Every line of the data that includes "source" should be copied out.
——
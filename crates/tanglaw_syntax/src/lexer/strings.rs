//! String and character literal scanning.
//!
//! Both literal forms share one escape table: `\n`, `\t`, `\"`, `\'`, `\\`. Any other escaped character stands for
//! itself (`\q` is `q`).

use super::{Lexer, TokenKind};
use crate::diagnostics::LexError;
use crate::source::Position;

fn unescape(c: char) -> char {
    match c {
        'n' => '\n',
        't' => '\t',
        other => other,
    }
}

impl<'a> Lexer<'a> {
    /// Scan a `"`-delimited string. An unterminated string is reported from the opening quote to end of input and
    /// produces no token.
    pub(super) fn scan_string(&mut self, start: Position) {
        self.advance();
        let mut value = String::new();

        loop {
            match self.advance() {
                Some('"') => break,
                Some('\\') => match self.advance() {
                    Some(c) => value.push(unescape(c)),
                    None => return self.unclosed_string(start),
                },
                Some(c) => value.push(c),
                None => return self.unclosed_string(start),
            }
        }

        self.add_token_with_lexeme(TokenKind::StringLiteral(value.clone()), value, &start);
    }

    fn unclosed_string(&mut self, start: Position) {
        let err = LexError::UnclosedString {
            span: self.span_from(&start),
        };
        self.error(err);
    }

    /// Scan a `'`-delimited character literal holding exactly one (possibly escaped) character.
    pub(super) fn scan_char(&mut self, start: Position) {
        self.advance();

        let value = match self.peek() {
            None | Some('\'') => {
                self.match_char('\'');
                return self.bad_char(
                    start,
                    "Character literal is empty. A character literal must contain exactly one character.".to_string(),
                );
            }
            Some('\n') => {
                return self.bad_char(start, "Unclosed character literal.".to_string());
            }
            Some('\\') => {
                self.advance();
                match self.advance() {
                    Some(c) => unescape(c),
                    None => return self.bad_char(start, "Unclosed character literal starting with '\\'.".to_string()),
                }
            }
            Some(c) => {
                self.advance();
                c
            }
        };

        if self.match_char('\'') {
            self.add_token_with_lexeme(TokenKind::CharacterLiteral(value), value.to_string(), &start);
            return;
        }

        // Look for a closing quote on the same line to tell "too long" apart from "never closed".
        let mut content = value.to_string();
        let source = self.source;
        let rest = &source[self.pos.idx..];
        let line_end = rest.find('\n').unwrap_or(rest.len());
        if rest[..line_end].contains('\'') {
            while let Some(c) = self.advance() {
                if c == '\'' {
                    break;
                }
                content.push(c);
            }
            self.bad_char(
                start,
                format!(
                    "Character literal '{content}' is invalid. A character literal must contain exactly one character."
                ),
            );
        } else {
            self.bad_char(start, format!("Unclosed character literal starting with '{value}'."));
        }
    }

    fn bad_char(&mut self, start: Position, detail: String) {
        let err = LexError::UnclosedCharacterLiteral {
            detail,
            span: self.span_from(&start),
        };
        self.error(err);
    }
}

#[cfg(test)]
mod tests {
    use crate::diagnostics::LexError;
    use crate::lexer::{TokenKind, tokenize};

    #[test]
    fn test_strings_with_escapes() {
        let (tokens, errors) = tokenize("t.lit", r#""a\tb\"c\\" "x\qy""#);
        assert!(errors.is_empty());
        assert_eq!(tokens[0].kind, TokenKind::StringLiteral("a\tb\"c\\".to_string()));
        assert_eq!(tokens[0].lexeme, "a\tb\"c\\");
        assert_eq!(tokens[1].kind, TokenKind::StringLiteral("xqy".to_string()));
    }

    #[test]
    fn test_unclosed_string_runs_to_end() {
        let (tokens, errors) = tokenize("t.lit", "\"abc");
        assert_eq!(tokens.len(), 1, "no STRING_LITERAL token expected");
        match errors.as_slice() {
            [LexError::UnclosedString { span }] => assert_eq!(span.range(), 0..4),
            other => panic!("expected one UnclosedString, got {other:?}"),
        }
    }

    #[test]
    fn test_char_literals() {
        let (tokens, errors) = tokenize("t.lit", r"'a' '\n' '\''");
        assert!(errors.is_empty(), "{errors:?}");
        assert_eq!(tokens[0].kind, TokenKind::CharacterLiteral('a'));
        assert_eq!(tokens[1].kind, TokenKind::CharacterLiteral('\n'));
        assert_eq!(tokens[2].kind, TokenKind::CharacterLiteral('\''));
    }

    #[test]
    fn test_char_literal_errors() {
        let detail = |src: &str| {
            let (_, errors) = tokenize("t.lit", src);
            assert_eq!(errors.len(), 1, "{src:?}: {errors:?}");
            errors[0].to_string()
        };
        assert!(detail("''").contains("is empty"));
        assert!(detail("'").contains("is empty"));
        assert!(detail("'ab'").contains("exactly one character"));
        assert!(detail("'a\nx").starts_with("Unclosed character literal"));
    }

    #[test]
    fn test_overlong_char_consumes_through_quote() {
        let (tokens, _) = tokenize("t.lit", "'abc' x");
        assert_eq!(tokens[0].kind, TokenKind::Identifier("x".to_string()));
    }
}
——
Answer for the task:
use crate::source::Position;
        let source = self.source;
        let rest = &source[self.pos.idx..];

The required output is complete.